**INSTRUCTIONS TO FOLLOW:** Restating the data word for word is all that is required.

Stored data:
=-=-=-=-=
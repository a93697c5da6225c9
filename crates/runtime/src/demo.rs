// Copyright (c) 2025 Dimitris Kafetzis
//
// Licensed under the MIT License.
// See LICENSE file in the project root for full license information.
//
// SPDX-License-Identifier: MIT

//! A built-in activity-recognition model and test window.
//!
//! The network reads a 40-sample window of 3-axis accelerometer data and
//! scores five activities:
//!
//! ```text
//! window [1,40,3,1]
//!   conv1   3x3 conv, 8 filters, same padding, relu   -> [1,40,3,8]
//!   pool1   2x1 max pool                              -> [1,20,3,8]
//!   flatten                                           -> [1,480]
//!   fc      dense, 5 units                            -> [1,5]
//!   probs   softmax                                   -> [1,5]
//! ```
//!
//! Weights are generated from a fixed seed so every build of the blob is
//! byte-identical.

use model_ir::{ModelBlob, ModelBuilder, ModelError, Operator, TensorSpec};
use tensor_core::{Activation, DType, Padding, Shape};

pub const WINDOW_LEN: usize = 40;
pub const AXES: usize = 3;
pub const CLASSES: usize = 5;
const FILTERS: usize = 8;
const SEED: u64 = 0x5eed_cafe_f00d_0001;

/// Input shape of the demo model.
pub fn input_shape() -> Shape {
    Shape::nhwc(1, WINDOW_LEN, AXES, 1)
}

/// Small linear congruential generator; uniform in `[-scale, scale)`.
struct Lcg(u64);

impl Lcg {
    fn next_f32(&mut self, scale: f32) -> f32 {
        self.0 = self
            .0
            .wrapping_mul(6_364_136_223_846_793_005)
            .wrapping_add(1_442_695_040_888_963_407);
        let unit = (self.0 >> 40) as f32 / (1u64 << 24) as f32;
        (unit * 2.0 - 1.0) * scale
    }

    fn fill(&mut self, len: usize, scale: f32) -> Vec<f32> {
        (0..len).map(|_| self.next_f32(scale)).collect()
    }
}

/// The demo model builder, before serialization.
pub fn model_builder() -> ModelBuilder {
    let mut rng = Lcg(SEED);
    let fc_in = (WINDOW_LEN / 2) * AXES * FILTERS;

    ModelBuilder::new(
        "har-cnn",
        TensorSpec {
            name: "window".into(),
            shape: input_shape(),
            dtype: DType::F32,
        },
    )
    .node(
        "conv1",
        Operator::Conv2d {
            filter: "conv1.w".into(),
            bias: Some("conv1.b".into()),
            stride: [1, 1],
            padding: Padding::Same,
            activation: Activation::Relu,
        },
    )
    .node(
        "pool1",
        Operator::MaxPool2d {
            filter: [2, 1],
            stride: [2, 1],
            padding: Padding::Valid,
        },
    )
    .node("flatten", Operator::Reshape { shape: vec![1, -1] })
    .node(
        "fc",
        Operator::FullyConnected {
            weights: "fc.w".into(),
            bias: Some("fc.b".into()),
            activation: Activation::None,
        },
    )
    .node("probs", Operator::Softmax { beta: 1.0 })
    .weight("conv1.w", Shape::nhwc(FILTERS, 3, 3, 1), rng.fill(FILTERS * 9, 0.5))
    .weight("conv1.b", Shape::vector(FILTERS), rng.fill(FILTERS, 0.1))
    .weight("fc.w", Shape::matrix(CLASSES, fc_in), rng.fill(CLASSES * fc_in, 0.1))
    .weight("fc.b", Shape::vector(CLASSES), rng.fill(CLASSES, 0.1))
}

/// Serializes the demo model.
pub fn model_blob() -> Result<ModelBlob, ModelError> {
    model_builder().build()
}

/// A 40x3 accelerometer window, row-major (sample, axis).
///
/// Roughly a walking gait: a slow vertical oscillation on z over gravity,
/// with smaller out-of-phase sway on x and y.
pub fn test_vector() -> Vec<f32> {
    (0..WINDOW_LEN)
        .flat_map(|t| {
            let phase = t as f32 * std::f32::consts::TAU / 20.0;
            [
                0.3 * phase.sin(),
                0.2 * (phase + 1.3).cos(),
                1.0 + 0.5 * (2.0 * phase).sin(),
            ]
        })
        .collect()
}

#[cfg(test)]
mod tests {
    use super::*;
    use model_ir::ModelDescriptor;

    #[test]
    fn test_demo_blob_is_deterministic() {
        let a = model_blob().unwrap();
        let b = model_blob().unwrap();
        assert_eq!(a.as_bytes(), b.as_bytes());
    }

    #[test]
    fn test_demo_graph_shapes() {
        let blob = model_blob().unwrap();
        let model = ModelDescriptor::load(blob.as_bytes()).unwrap();
        let graph = model.graph().unwrap();
        assert_eq!(graph.num_nodes(), 5);
        assert_eq!(graph.tensors()[0].shape, input_shape());
        assert_eq!(graph.output().shape, Shape::matrix(1, CLASSES));
    }

    #[test]
    fn test_vector_matches_input() {
        let v = test_vector();
        assert_eq!(v.len(), input_shape().num_elements());
        assert!(v.iter().all(|x| x.is_finite()));
    }

    #[test]
    fn test_lcg_range() {
        let mut rng = Lcg(1);
        assert!(rng.fill(1000, 0.5).iter().all(|v| (-0.5..0.5).contains(v)));
    }
}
=-=-=-=-=
**RESULT OF THE EXERCISE:**
repository a93697c5da6225c9
filename crates/runtime/src/demo.rs
// Copyright (c) 2025 Dimitris Kafetzis
//
// Licensed under the MIT License.
// See LICENSE file in the project root for full license information.
//
// SPDX-License-Identifier: MIT

//! A built-in activity-recognition model and test window.
//!
//! The network reads a 40-sample window of 3-axis accelerometer data and
//! scores five activities:
//!
//! ```text
//! window [1,40,3,1]
//!   conv1   3x3 conv, 8 filters, same padding, relu   -> [1,40,3,8]
//!   pool1   2x1 max pool                              -> [1,20,3,8]
//!   flatten                                           -> [1,480]
//!   fc      dense, 5 units                            -> [1,5]
//!   probs   softmax                                   -> [1,5]
//! ```
//!
//! Weights are generated from a fixed seed so every build of the blob is
//! byte-identical.

use model_ir::{ModelBlob, ModelBuilder, ModelError, Operator, TensorSpec};
use tensor_core::{Activation, DType, Padding, Shape};

pub const WINDOW_LEN: usize = 40;
pub const AXES: usize = 3;
pub const CLASSES: usize = 5;
const FILTERS: usize = 8;
const SEED: u64 = 0x5eed_cafe_f00d_0001;

/// Input shape of the demo model.
pub fn input_shape() -> Shape {
    Shape::nhwc(1, WINDOW_LEN, AXES, 1)
}

/// Small linear congruential generator; uniform in `[-scale, scale)`.
struct Lcg(u64);

impl Lcg {
    fn next_f32(&mut self, scale: f32) -> f32 {
        self.0 = self
            .0
            .wrapping_mul(6_364_136_223_846_793_005)
            .wrapping_add(1_442_695_040_888_963_407);
        let unit = (self.0 >> 40) as f32 / (1u64 << 24) as f32;
        (unit * 2.0 - 1.0) * scale
    }

    fn fill(&mut self, len: usize, scale: f32) -> Vec<f32> {
        (0..len).map(|_| self.next_f32(scale)).collect()
    }
}

/// The demo model builder, before serialization.
pub fn model_builder() -> ModelBuilder {
    let mut rng = Lcg(SEED);
    let fc_in = (WINDOW_LEN / 2) * AXES * FILTERS;

    ModelBuilder::new(
        "har-cnn",
        TensorSpec {
            name: "window".into(),
            shape: input_shape(),
            dtype: DType::F32,
        },
    )
    .node(
        "conv1",
        Operator::Conv2d {
            filter: "conv1.w".into(),
            bias: Some("conv1.b".into()),
            stride: [1, 1],
            padding: Padding::Same,
            activation: Activation::Relu,
        },
    )
    .node(
        "pool1",
        Operator::MaxPool2d {
            filter: [2, 1],
            stride: [2, 1],
            padding: Padding::Valid,
        },
    )
    .node("flatten", Operator::Reshape { shape: vec![1, -1] })
    .node(
        "fc",
        Operator::FullyConnected {
            weights: "fc.w".into(),
            bias: Some("fc.b".into()),
            activation: Activation::None,
        },
    )
    .node("probs", Operator::Softmax { beta: 1.0 })
    .weight("conv1.w", Shape::nhwc(FILTERS, 3, 3, 1), rng.fill(FILTERS * 9, 0.5))
    .weight("conv1.b", Shape::vector(FILTERS), rng.fill(FILTERS, 0.1))
    .weight("fc.w", Shape::matrix(CLASSES, fc_in), rng.fill(CLASSES * fc_in, 0.1))
    .weight("fc.b", Shape::vector(CLASSES), rng.fill(CLASSES, 0.1))
}

/// Serializes the demo model.
pub fn model_blob() -> Result<ModelBlob, ModelError> {
    model_builder().build()
}

/// A 40x3 accelerometer window, row-major (sample, axis).
///
/// Roughly a walking gait: a slow vertical oscillation on z over gravity,
/// with smaller out-of-phase sway on x and y.
pub fn test_vector() -> Vec<f32> {
    (0..WINDOW_LEN)
        .flat_map(|t| {
            let phase = t as f32 * std::f32::consts::TAU / 20.0;
            [
                0.3 * phase.sin(),
                0.2 * (phase + 1.3).cos(),
                1.0 + 0.5 * (2.0 * phase).sin(),
            ]
        })
        .collect()
}

#[cfg(test)]
mod tests {
    use super::*;
    use model_ir::ModelDescriptor;

    #[test]
    fn test_demo_blob_is_deterministic() {
        let a = model_blob().unwrap();
        let b = model_blob().unwrap();
        assert_eq!(a.as_bytes(), b.as_bytes());
    }

    #[test]
    fn test_demo_graph_shapes() {
        let blob = model_blob().unwrap();
        let model = ModelDescriptor::load(blob.as_bytes()).unwrap();
        let graph = model.graph().unwrap();
        assert_eq!(graph.num_nodes(), 5);
        assert_eq!(graph.tensors()[0].shape, input_shape());
        assert_eq!(graph.output().shape, Shape::matrix(1, CLASSES));
    }

    #[test]
    fn test_vector_matches_input() {
        let v = test_vector();
        assert_eq!(v.len(), input_shape().num_elements());
        assert!(v.iter().all(|x| x.is_finite()));
    }

    #[test]
    fn test_lcg_range() {
        let mut rng = Lcg(1);
        assert!(rng.fill(1000, 0.5).iter().all(|v| (-0.5..0.5).contains(v)));
    }
}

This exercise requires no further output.